Task brief >>
Transcribe the data exactly.

[Source records]
----

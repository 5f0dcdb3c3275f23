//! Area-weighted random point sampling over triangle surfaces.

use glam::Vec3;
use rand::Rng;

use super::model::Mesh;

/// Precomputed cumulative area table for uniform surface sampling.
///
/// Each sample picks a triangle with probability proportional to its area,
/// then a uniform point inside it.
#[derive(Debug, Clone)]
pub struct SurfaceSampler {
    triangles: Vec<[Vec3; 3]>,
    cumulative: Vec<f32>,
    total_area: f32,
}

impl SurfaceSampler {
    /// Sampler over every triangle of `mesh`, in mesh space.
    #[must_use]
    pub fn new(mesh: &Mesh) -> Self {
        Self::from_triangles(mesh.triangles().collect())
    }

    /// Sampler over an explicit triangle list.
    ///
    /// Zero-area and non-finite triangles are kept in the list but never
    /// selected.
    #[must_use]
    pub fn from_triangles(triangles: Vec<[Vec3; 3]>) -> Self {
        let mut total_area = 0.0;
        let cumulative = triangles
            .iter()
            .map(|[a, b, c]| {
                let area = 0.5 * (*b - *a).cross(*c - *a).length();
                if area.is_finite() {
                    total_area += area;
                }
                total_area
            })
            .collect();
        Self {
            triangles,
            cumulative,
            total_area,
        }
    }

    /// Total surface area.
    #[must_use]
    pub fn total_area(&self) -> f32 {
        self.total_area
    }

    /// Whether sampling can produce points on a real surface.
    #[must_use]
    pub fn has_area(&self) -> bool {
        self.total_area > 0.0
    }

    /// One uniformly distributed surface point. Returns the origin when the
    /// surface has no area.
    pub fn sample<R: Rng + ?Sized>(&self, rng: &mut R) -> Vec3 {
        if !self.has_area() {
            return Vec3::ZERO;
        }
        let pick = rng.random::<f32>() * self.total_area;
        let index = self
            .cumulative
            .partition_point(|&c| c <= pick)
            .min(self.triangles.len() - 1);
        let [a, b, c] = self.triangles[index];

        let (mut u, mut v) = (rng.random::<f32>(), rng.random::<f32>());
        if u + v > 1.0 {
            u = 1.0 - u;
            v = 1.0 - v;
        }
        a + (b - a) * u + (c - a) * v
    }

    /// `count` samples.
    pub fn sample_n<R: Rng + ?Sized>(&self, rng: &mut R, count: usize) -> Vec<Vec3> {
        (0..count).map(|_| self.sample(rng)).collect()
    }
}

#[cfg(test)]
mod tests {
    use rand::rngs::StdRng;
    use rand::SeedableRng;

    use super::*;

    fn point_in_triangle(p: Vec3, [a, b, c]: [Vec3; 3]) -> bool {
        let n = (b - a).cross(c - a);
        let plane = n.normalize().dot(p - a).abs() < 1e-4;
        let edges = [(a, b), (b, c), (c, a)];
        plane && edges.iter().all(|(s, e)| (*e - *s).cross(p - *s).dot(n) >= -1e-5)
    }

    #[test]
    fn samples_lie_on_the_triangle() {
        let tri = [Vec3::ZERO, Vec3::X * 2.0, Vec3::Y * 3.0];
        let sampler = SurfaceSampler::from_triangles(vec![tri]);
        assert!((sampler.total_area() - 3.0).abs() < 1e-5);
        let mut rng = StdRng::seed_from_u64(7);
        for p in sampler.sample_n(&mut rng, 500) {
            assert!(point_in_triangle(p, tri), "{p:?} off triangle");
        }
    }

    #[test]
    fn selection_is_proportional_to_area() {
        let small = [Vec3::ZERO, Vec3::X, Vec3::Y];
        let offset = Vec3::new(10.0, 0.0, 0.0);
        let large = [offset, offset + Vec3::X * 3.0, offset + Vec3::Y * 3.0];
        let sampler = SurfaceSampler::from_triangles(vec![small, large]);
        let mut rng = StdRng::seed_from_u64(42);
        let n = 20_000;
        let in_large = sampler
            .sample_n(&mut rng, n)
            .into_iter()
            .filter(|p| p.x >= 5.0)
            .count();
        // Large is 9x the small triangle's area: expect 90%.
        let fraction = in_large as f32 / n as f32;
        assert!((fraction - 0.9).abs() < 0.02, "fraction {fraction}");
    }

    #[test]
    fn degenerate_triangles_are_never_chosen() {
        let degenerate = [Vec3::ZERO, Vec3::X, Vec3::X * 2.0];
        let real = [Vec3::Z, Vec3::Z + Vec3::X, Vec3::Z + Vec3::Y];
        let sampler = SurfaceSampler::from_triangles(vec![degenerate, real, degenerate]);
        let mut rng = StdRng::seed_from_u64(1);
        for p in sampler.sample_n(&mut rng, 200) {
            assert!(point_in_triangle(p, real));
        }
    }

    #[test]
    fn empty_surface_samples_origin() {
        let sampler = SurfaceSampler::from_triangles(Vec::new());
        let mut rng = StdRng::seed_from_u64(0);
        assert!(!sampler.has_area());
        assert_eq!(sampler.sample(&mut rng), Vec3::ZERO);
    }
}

----

Your response >>
repository 5f0dcdb3c3275f23
//! Area-weighted random point sampling over triangle surfaces.

use glam::Vec3;
use rand::Rng;

use super::model::Mesh;

/// Precomputed cumulative area table for uniform surface sampling.
///
/// Each sample picks a triangle with probability proportional to its area,
/// then a uniform point inside it.
#[derive(Debug, Clone)]
pub struct SurfaceSampler {
    triangles: Vec<[Vec3; 3]>,
    cumulative: Vec<f32>,
    total_area: f32,
}

impl SurfaceSampler {
    /// Sampler over every triangle of `mesh`, in mesh space.
    #[must_use]
    pub fn new(mesh: &Mesh) -> Self {
        Self::from_triangles(mesh.triangles().collect())
    }

    /// Sampler over an explicit triangle list.
    ///
    /// Zero-area and non-finite triangles are kept in the list but never
    /// selected.
    #[must_use]
    pub fn from_triangles(triangles: Vec<[Vec3; 3]>) -> Self {
        let mut total_area = 0.0;
        let cumulative = triangles
            .iter()
            .map(|[a, b, c]| {
                let area = 0.5 * (*b - *a).cross(*c - *a).length();
                if area.is_finite() {
                    total_area += area;
                }
                total_area
            })
            .collect();
        Self {
            triangles,
            cumulative,
            total_area,
        }
    }

    /// Total surface area.
    #[must_use]
    pub fn total_area(&self) -> f32 {
        self.total_area
    }

    /// Whether sampling can produce points on a real surface.
    #[must_use]
    pub fn has_area(&self) -> bool {
        self.total_area > 0.0
    }

    /// One uniformly distributed surface point. Returns the origin when the
    /// surface has no area.
    pub fn sample<R: Rng + ?Sized>(&self, rng: &mut R) -> Vec3 {
        if !self.has_area() {
            return Vec3::ZERO;
        }
        let pick = rng.random::<f32>() * self.total_area;
        let index = self
            .cumulative
            .partition_point(|&c| c <= pick)
            .min(self.triangles.len() - 1);
        let [a, b, c] = self.triangles[index];

        let (mut u, mut v) = (rng.random::<f32>(), rng.random::<f32>());
        if u + v > 1.0 {
            u = 1.0 - u;
            v = 1.0 - v;
        }
        a + (b - a) * u + (c - a) * v
    }

    /// `count` samples.
    pub fn sample_n<R: Rng + ?Sized>(&self, rng: &mut R, count: usize) -> Vec<Vec3> {
        (0..count).map(|_| self.sample(rng)).collect()
    }
}

#[cfg(test)]
mod tests {
    use rand::rngs::StdRng;
    use rand::SeedableRng;

    use super::*;

    fn point_in_triangle(p: Vec3, [a, b, c]: [Vec3; 3]) -> bool {
        let n = (b - a).cross(c - a);
        let plane = n.normalize().dot(p - a).abs() < 1e-4;
        let edges = [(a, b), (b, c), (c, a)];
        plane && edges.iter().all(|(s, e)| (*e - *s).cross(p - *s).dot(n) >= -1e-5)
    }

    #[test]
    fn samples_lie_on_the_triangle() {
        let tri = [Vec3::ZERO, Vec3::X * 2.0, Vec3::Y * 3.0];
        let sampler = SurfaceSampler::from_triangles(vec![tri]);
        assert!((sampler.total_area() - 3.0).abs() < 1e-5);
        let mut rng = StdRng::seed_from_u64(7);
        for p in sampler.sample_n(&mut rng, 500) {
            assert!(point_in_triangle(p, tri), "{p:?} off triangle");
        }
    }

    #[test]
    fn selection_is_proportional_to_area() {
        let small = [Vec3::ZERO, Vec3::X, Vec3::Y];
        let offset = Vec3::new(10.0, 0.0, 0.0);
        let large = [offset, offset + Vec3::X * 3.0, offset + Vec3::Y * 3.0];
        let sampler = SurfaceSampler::from_triangles(vec![small, large]);
        let mut rng = StdRng::seed_from_u64(42);
        let n = 20_000;
        let in_large = sampler
            .sample_n(&mut rng, n)
            .into_iter()
            .filter(|p| p.x >= 5.0)
            .count();
        // Large is 9x the small triangle's area: expect 90%.
        let fraction = in_large as f32 / n as f32;
        assert!((fraction - 0.9).abs() < 0.02, "fraction {fraction}");
    }

    #[test]
    fn degenerate_triangles_are_never_chosen() {
        let degenerate = [Vec3::ZERO, Vec3::X, Vec3::X * 2.0];
        let real = [Vec3::Z, Vec3::Z + Vec3::X, Vec3::Z + Vec3::Y];
        let sampler = SurfaceSampler::from_triangles(vec![degenerate, real, degenerate]);
        let mut rng = StdRng::seed_from_u64(1);
        for p in sampler.sample_n(&mut rng, 200) {
            assert!(point_in_triangle(p, real));
        }
    }

    #[test]
    fn empty_surface_samples_origin() {
        let sampler = SurfaceSampler::from_triangles(Vec::new());
        let mut rng = StdRng::seed_from_u64(0);
        assert!(!sampler.has_area());
        assert_eq!(sampler.sample(&mut rng), Vec3::ZERO);
    }
}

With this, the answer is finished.